L’anziano manipolò nuovamente la macchina, ma stavolta qualcosa andò storto: la scatola metallica incominciò a vibrare sempre più vistosamente, dall’esterno se ne poteva sentire la struttura interna che, lentamente, incominciava ad accartocciarsi su sé stessa. Finita questa macabra melodia, la macchina ritornò silenziosa, come morta.

Ma morta non era, perché subito dopo incominciò a far schizzare dalla sua uscita decine e decine di torte, che presto invasero il nastro trasportatore.

Gluttony incominciò a mangiare quante più torte poteva, ma la macchina era ormai fuori controllo: la sua velocità aumentava sempre di più, e le torte incominciavano ormai a cadere dal nastro trasportatore e ad invadere il pavimento. Come se non bastasse, lo stomaco del signor Gluttony era percorso da dolori lancinanti.
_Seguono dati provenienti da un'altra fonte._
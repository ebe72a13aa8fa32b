//! Session state machine.
//!
//! One transition per request. An action dispatched in a stage it is not
//! valid in leaves the session where it is and only sets `last_error`. A
//! valid dispatch computes its effects against a working copy of the
//! session; on success the working copy is the new session, on failure the
//! copy is abandoned and the original session is forced to the form stage
//! with a user-safe `last_error`. Either way the caller commits exactly one
//! session value.

use std::path::Path;
use std::sync::Arc;
use std::time::Duration;

use tryon_core::constants::{JEWELRY_PHOTO_PREFIX, USER_PHOTO_PREFIX};
use tryon_core::models::session::{PhotoRole, Session, Stage};
use tryon_core::{AppError, Config, LogLevel};
use tryon_processing::sniff::sniff_mime;
use tryon_processing::{ImageOptimizer, UploadValidator};
use tryon_storage::{ResultCache, UploadStore};
use tryon_webhook::{send_with_retry, ComposeBackend, PhotoPart};

#[derive(Debug, Clone, Copy, PartialEq, Eq)]
pub enum Action {
    Reset,
    Upload,
    Tryon,
}

impl Action {
    pub fn parse(raw: &str) -> Option<Action> {
        match raw {
            "reset" => Some(Action::Reset),
            "upload" => Some(Action::Upload),
            "tryon" => Some(Action::Tryon),
            _ => None,
        }
    }

    pub fn as_str(&self) -> &'static str {
        match self {
            Action::Reset => "reset",
            Action::Upload => "upload",
            Action::Tryon => "tryon",
        }
    }
}

/// A fresh upload from the multipart form.
#[derive(Debug, Clone)]
pub struct UploadedFile {
    pub file_name: String,
    pub bytes: Vec<u8>,
}

/// Everything a POST can carry besides the action itself.
#[derive(Debug, Default)]
pub struct ActionInput {
    pub user_photo: Option<UploadedFile>,
    pub jewelry_photo: Option<UploadedFile>,
    /// Gallery selections: stored-photo names of previously uploaded photos.
    pub user_gallery: Option<String>,
    pub jewelry_gallery: Option<String>,
    pub pin_user: Option<bool>,
    pub pin_jewelry: Option<bool>,
}

pub struct TryonService {
    store: UploadStore,
    cache: ResultCache,
    validator: UploadValidator,
    optimizer: ImageOptimizer,
    compose: Arc<dyn ComposeBackend>,
    webhook_max_attempts: u32,
    webhook_backoff_unit: Duration,
}

impl TryonService {
    pub fn new(config: &Config, store: UploadStore, compose: Arc<dyn ComposeBackend>) -> Self {
        let cache = ResultCache::new(store.results_dir());
        let validator = UploadValidator::new(
            config.max_file_size_bytes,
            config.allowed_extensions.clone(),
            config.allowed_content_types.clone(),
        );
        let optimizer = ImageOptimizer::new(
            config.image_max_width,
            config.image_max_height,
            config.jpeg_quality,
            config.backup_original,
            config.thumbnail_max_width,
            config.thumbnail_max_height,
        );
        TryonService {
            store,
            cache,
            validator,
            optimizer,
            compose,
            webhook_max_attempts: config.webhook_max_attempts,
            webhook_backoff_unit: config.webhook_backoff_unit(),
        }
    }

    pub fn store(&self) -> &UploadStore {
        &self.store
    }

    /// Apply one transition and return the session to commit.
    pub async fn apply(&self, session: &Session, action: Action, input: ActionInput) -> Session {
        if let Some(message) = wrong_stage_message(session.stage, action) {
            // Wrong-stage dispatch is not a transition failure: the stage and
            // every ref stay exactly where they were.
            tracing::debug!(
                action = action.as_str(),
                stage = ?session.stage,
                "action not valid in current stage"
            );
            let mut unchanged = session.clone();
            unchanged.last_error = Some(message.to_string());
            unchanged.touch();
            return unchanged;
        }

        let mut working = session.clone();
        if let Some(pin) = input.pin_user {
            working.pin_user = pin;
        }
        if let Some(pin) = input.pin_jewelry {
            working.pin_jewelry = pin;
        }

        let result = match action {
            Action::Reset => {
                working.apply_reset();
                Ok(())
            }
            Action::Upload => self.handle_upload(&mut working, input).await,
            Action::Tryon => self.handle_tryon(&mut working).await,
        };

        match result {
            Ok(()) => {
                working.touch();
                working
            }
            Err(err) => {
                log_transition_failure(action, &err);
                let mut failed = session.clone();
                failed.fail(err.user_message());
                failed
            }
        }
    }

    async fn handle_upload(&self, working: &mut Session, input: ActionInput) -> Result<(), AppError> {
        let user_ref = self
            .resolve_photo(
                working,
                PhotoRole::User,
                input.user_photo,
                input.user_gallery,
            )
            .await?;
        let jewelry_ref = self
            .resolve_photo(
                working,
                PhotoRole::Jewelry,
                input.jewelry_photo,
                input.jewelry_gallery,
            )
            .await?;

        working.user_photo = Some(user_ref);
        working.jewelry_photo = Some(jewelry_ref);
        // New inputs invalidate any previous result.
        working.result_photo = None;
        working.stage = Stage::Uploaded;
        working.last_error = None;
        Ok(())
    }

    /// One photo reference for a role: a fresh upload, a gallery selection,
    /// or the ref already on the session, in that order of precedence.
    async fn resolve_photo(
        &self,
        working: &Session,
        role: PhotoRole,
        fresh: Option<UploadedFile>,
        gallery: Option<String>,
    ) -> Result<String, AppError> {
        if let Some(upload) = fresh {
            return self.store_upload(role, upload).await;
        }

        if let Some(selected) = gallery.filter(|s| !s.trim().is_empty()) {
            return match self.store.resolve(&selected).await {
                Ok(_) => Ok(selected),
                Err(e) if e.is_security() => Err(e.into()),
                Err(_) => Err(AppError::Validation(
                    "Selected photo is no longer available. Please upload a new one.".to_string(),
                )),
            };
        }

        if let Some(existing) = working.photo_ref(role) {
            return Ok(existing.to_string());
        }

        Err(AppError::Validation(format!(
            "Please provide a {} photo.",
            role.as_str()
        )))
    }

    async fn store_upload(&self, role: PhotoRole, upload: UploadedFile) -> Result<String, AppError> {
        let accepted = self
            .validator
            .validate(&upload.file_name, &upload.bytes)
            .map_err(|e| {
                tracing::debug!(
                    role = role.as_str(),
                    filename = %upload.file_name,
                    error = %e,
                    "upload rejected"
                );
                AppError::Validation(e.user_message(self.validator.max_file_size()))
            })?;

        let prefix = match role {
            PhotoRole::User => USER_PHOTO_PREFIX,
            PhotoRole::Jewelry => JEWELRY_PHOTO_PREFIX,
        };
        let name = self.store.generate_name(&upload.file_name, prefix);
        let path = self.store.save(&name, &upload.bytes).await?;

        tracing::info!(
            role = role.as_str(),
            name = %name,
            width = accepted.width,
            height = accepted.height,
            mime = accepted.mime,
            "photo accepted"
        );

        // Optimization and thumbnailing are best-effort; the stored original
        // keeps serving if either fails.
        if let Err(e) = self.optimizer.optimize(&path).await {
            tracing::warn!(name = %name, error = %e, "optimization failed");
        }
        let thumb_path = self
            .store
            .thumbnails_dir()
            .join(UploadStore::thumbnail_name(&name));
        if let Err(e) = self.optimizer.thumbnail(&path, &thumb_path).await {
            tracing::warn!(name = %name, error = %e, "thumbnail generation failed");
        }

        Ok(name)
    }

    async fn handle_tryon(&self, working: &mut Session) -> Result<(), AppError> {
        let (user_ref, jewelry_ref) = match (&working.user_photo, &working.jewelry_photo) {
            (Some(u), Some(j)) => (u.clone(), j.clone()),
            _ => {
                return Err(AppError::Validation(
                    "Please upload both photos before trying on.".to_string(),
                ))
            }
        };

        // Both refs must resolve to files under the root before anything
        // else, cache hit included.
        let user_path = self.store.resolve(&user_ref).await.map_err(AppError::from)?;
        let jewelry_path = self
            .store
            .resolve(&jewelry_ref)
            .await
            .map_err(AppError::from)?;

        if let Some(cached) = self.cache.lookup(&user_ref, &jewelry_ref).await {
            tracing::info!(
                user = %user_ref,
                jewelry = %jewelry_ref,
                path = %cached.display(),
                "serving cached composition"
            );
            working.result_photo = Some(ResultCache::key(&user_ref, &jewelry_ref));
            working.stage = Stage::Processed;
            working.last_error = None;
            return Ok(());
        }

        let user_part = self.load_part(&user_ref, &user_path).await?;
        let jewelry_part = self.load_part(&jewelry_ref, &jewelry_path).await?;

        let composed = send_with_retry(
            self.compose.as_ref(),
            &user_part,
            &jewelry_part,
            self.webhook_max_attempts,
            self.webhook_backoff_unit,
        )
        .await?;

        self.cache.store(&user_ref, &jewelry_ref, &composed).await?;

        working.result_photo = Some(ResultCache::key(&user_ref, &jewelry_ref));
        working.stage = Stage::Processed;
        working.last_error = None;
        Ok(())
    }

    async fn load_part(&self, name: &str, path: &Path) -> Result<PhotoPart, AppError> {
        let bytes = tokio::fs::read(path)
            .await
            .map_err(|e| AppError::Storage(format!("failed to read {}: {}", path.display(), e)))?;
        let mime = sniff_mime(&bytes).unwrap_or("application/octet-stream");
        Ok(PhotoPart {
            file_name: name.to_string(),
            mime: mime.to_string(),
            bytes,
        })
    }
}

/// User-safe message when an action is dispatched from a stage it is not
/// valid in. `None` means the pair is valid.
fn wrong_stage_message(stage: Stage, action: Action) -> Option<&'static str> {
    match (action, stage) {
        (Action::Reset, _) => None,
        (Action::Upload, Stage::Form | Stage::Uploaded) => None,
        (Action::Upload, Stage::Processed) => {
            Some("Please reset before uploading new photos.")
        }
        (Action::Tryon, Stage::Uploaded) => None,
        (Action::Tryon, Stage::Form | Stage::Processed) => {
            Some("Please upload both photos before trying on.")
        }
    }
}

fn log_transition_failure(action: Action, err: &AppError) {
    match err.log_level() {
        LogLevel::Debug => tracing::debug!(
            action = action.as_str(),
            error_type = err.error_type(),
            error = %err,
            "transition failed"
        ),
        LogLevel::Warn => tracing::warn!(
            action = action.as_str(),
            error_type = err.error_type(),
            error = %err,
            "transition failed"
        ),
        LogLevel::Error => tracing::error!(
            action = action.as_str(),
            error_type = err.error_type(),
            error = %err,
            "transition failed"
        ),
    }
}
Siccome mangiare non era più un’opzione, l’anziano operaio decise che l’unica soluzione era fermare la macchina che lui aveva così diabolicamente modificato. Incominciò prima a camminarci sopra, poi a marciarci ed infine a nuotare in mezzo all’enorme quantità di torte che lo separavano dalla macchina. Ormai aveva crema di limone spalmata ovunque nei pantaloni, frutti di bosco spappolati sulla camicia e cioccolato che gli sporcava ogni angolo della faccia, ma non si sarebbe fermato finché non fosse riuscito a raggiungere la causa di questo guaio.

Purtroppo per lui, però, le sue modifiche dovevano essere state più invasive di quanto non avesse pronosticato, perché, proprio quando lui era quasi arrivato, la macchina esplose in mille pezzi, scagliando ovunque decine di dolci e torte di vario genere.

“Se non altro”, pensò ansimando il signor Gluttony seduto a terra stanco, sporco e con lo stomaco dolorante, “è finita”.

In quel momento, il signor Big entrò nella stanza, probabilmente attirato dall’esplosione. Guardandosi intorno, la faccia del sovrintendente divenne completamente pallida ma, non appena questi posò i suoi occhi sul nuovo venuto, il suo volto arrossì e si piegò in una grottesca smorfia di rabbia, tanto da farlo assomigliare ad un pomodoro maturo ma raggrinzito.

Carico di questa ira, il signor Big corse incontro a Gluttony che, ormai troppo stanco e dolorante, rimase fermo, sul pavimento, ad attendere la sua punizione.

Questa volta, però, la fortuna decise di venire in suo soccorso perché, ad appena due passi di distanza da lui, il signor Big fu fermato da una torta di compleanno che, probabilmente sparata in aria poco prima dal macchinario, gli era ora precipitata in faccia.

Immobilizzatosi sul posto, il signor Big si limitò a pulirsi sbrigativamente la faccia e, con uno sguardo estremamente serio solo in parte oscurato dalla glassa rosa che gli colava dalle guance e dai capelli disse: “sei licenziato”.